**TASK:** Go through the records and copy each line where the word "struct" occurs.

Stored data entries
------

//! In-memory transport that records traffic instead of delivering it.

use std::sync::atomic::{AtomicBool, Ordering};
use std::sync::{Arc, Mutex};

use rumor_transport::{Body, Error, Message, NodeId, ResponseCallback, Result, Transport};

#[derive(Default)]
struct Recorded {
    sent: Vec<Message>,
    rpcs: Vec<(Message, ResponseCallback)>,
}

pub(crate) struct RecordingTransport {
    node_id: Option<NodeId>,
    recorded: Mutex<Recorded>,
    failing: AtomicBool,
}

impl RecordingTransport {
    pub(crate) fn new(node_id: &str) -> Arc<Self> {
        Arc::new(Self {
            node_id: Some(node_id.to_string()),
            recorded: Mutex::new(Recorded::default()),
            failing: AtomicBool::new(false),
        })
    }

    pub(crate) fn uninitialized() -> Arc<Self> {
        Arc::new(Self {
            node_id: None,
            recorded: Mutex::new(Recorded::default()),
            failing: AtomicBool::new(false),
        })
    }

    /// Make every `rpc` call fail until reset.
    pub(crate) fn set_failing(&self, failing: bool) {
        self.failing.store(failing, Ordering::SeqCst);
    }

    /// Replies and one-way sends, in order.
    pub(crate) fn sent(&self) -> Vec<Message> {
        self.recorded.lock().unwrap().sent.clone()
    }

    /// RPC requests issued so far, without their callbacks.
    pub(crate) fn rpc_requests(&self) -> Vec<Message> {
        self.recorded
            .lock()
            .unwrap()
            .rpcs
            .iter()
            .map(|(msg, _)| msg.clone())
            .collect()
    }

    /// Drain pending RPCs together with their callbacks.
    pub(crate) fn take_rpcs(&self) -> Vec<(Message, ResponseCallback)> {
        std::mem::take(&mut self.recorded.lock().unwrap().rpcs)
    }

    /// Answer every pending RPC the way a peer would: `broadcast_ok` with the
    /// correlation id echoed.
    pub(crate) fn ack_all(&self) -> usize {
        let rpcs = self.take_rpcs();
        let count = rpcs.len();
        for (request, callback) in rpcs {
            let mut body = Body::new("broadcast_ok");
            if let Some(id) = request.body.field("correlation_id") {
                body = body.with("correlation_id", id.clone());
            }
            body.in_reply_to = request.body.msg_id;
            callback(Message {
                src: request.dest,
                dest: request.src,
                body,
            });
        }
        count
    }
}

impl Transport for RecordingTransport {
    fn node_id(&self) -> Result<NodeId> {
        self.node_id.clone().ok_or(Error::NotInitialized)
    }

    fn reply(&self, request: &Message, mut body: Body) -> Result<()> {
        body.in_reply_to = request.body.msg_id;
        self.recorded.lock().unwrap().sent.push(Message {
            src: request.dest.clone(),
            dest: request.src.clone(),
            body,
        });
        Ok(())
    }

    fn send(&self, dest: &str, body: Body) -> Result<()> {
        let src = self.node_id()?;
        self.recorded.lock().unwrap().sent.push(Message {
            src,
            dest: dest.to_string(),
            body,
        });
        Ok(())
    }

    fn rpc(&self, dest: &str, mut body: Body, on_response: ResponseCallback) -> Result<()> {
        if self.failing.load(Ordering::SeqCst) {
            return Err(Error::Closed);
        }
        let src = self.node_id()?;
        let mut recorded = self.recorded.lock().unwrap();
        body.msg_id = Some(recorded.rpcs.len() as u64 + 1);
        recorded.rpcs.push((
            Message {
                src,
                dest: dest.to_string(),
                body,
            },
            on_response,
        ));
        Ok(())
    }
}
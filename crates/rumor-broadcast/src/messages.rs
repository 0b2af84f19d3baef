//! Message bodies produced and consumed by the broadcast protocol.

use std::collections::HashMap;

use rumor_transport::NodeId;
use serde::{Deserialize, Serialize};
use serde_json::Value;

use crate::correlation::CorrelationId;

pub const BROADCAST: &str = "broadcast";
pub const BROADCAST_OK: &str = "broadcast_ok";
pub const READ: &str = "read";
pub const READ_OK: &str = "read_ok";
pub const TOPOLOGY: &str = "topology";
pub const TOPOLOGY_OK: &str = "topology_ok";

/// Field carrying the correlation id in retries and their acknowledgments.
pub const CORRELATION_FIELD: &str = "correlation_id";

/// `broadcast` from a client, or a retry from a peer (with a correlation id).
#[derive(Debug, Clone, PartialEq, Serialize, Deserialize)]
pub struct BroadcastRequest {
    pub message: Value,
    #[serde(default, skip_serializing_if = "Option::is_none")]
    pub correlation_id: Option<CorrelationId>,
}

/// `broadcast_ok`, echoing the request's correlation id if it had one.
#[derive(Debug, Clone, Default, PartialEq, Serialize, Deserialize)]
pub struct BroadcastOk {
    #[serde(default, skip_serializing_if = "Option::is_none")]
    pub correlation_id: Option<CorrelationId>,
}

/// `read_ok`.
#[derive(Debug, Clone, PartialEq, Serialize, Deserialize)]
pub struct ReadOk {
    pub messages: Vec<Value>,
}

/// `topology`.
#[derive(Debug, Clone, PartialEq, Serialize, Deserialize)]
pub struct TopologyRequest {
    pub topology: HashMap<NodeId, Vec<NodeId>>,
}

------

**RESULT FOR THIS TASK:**
struct Recorded {
pub(crate) struct RecordingTransport {
pub struct BroadcastRequest {
pub struct BroadcastOk {
pub struct ReadOk {
pub struct TopologyRequest {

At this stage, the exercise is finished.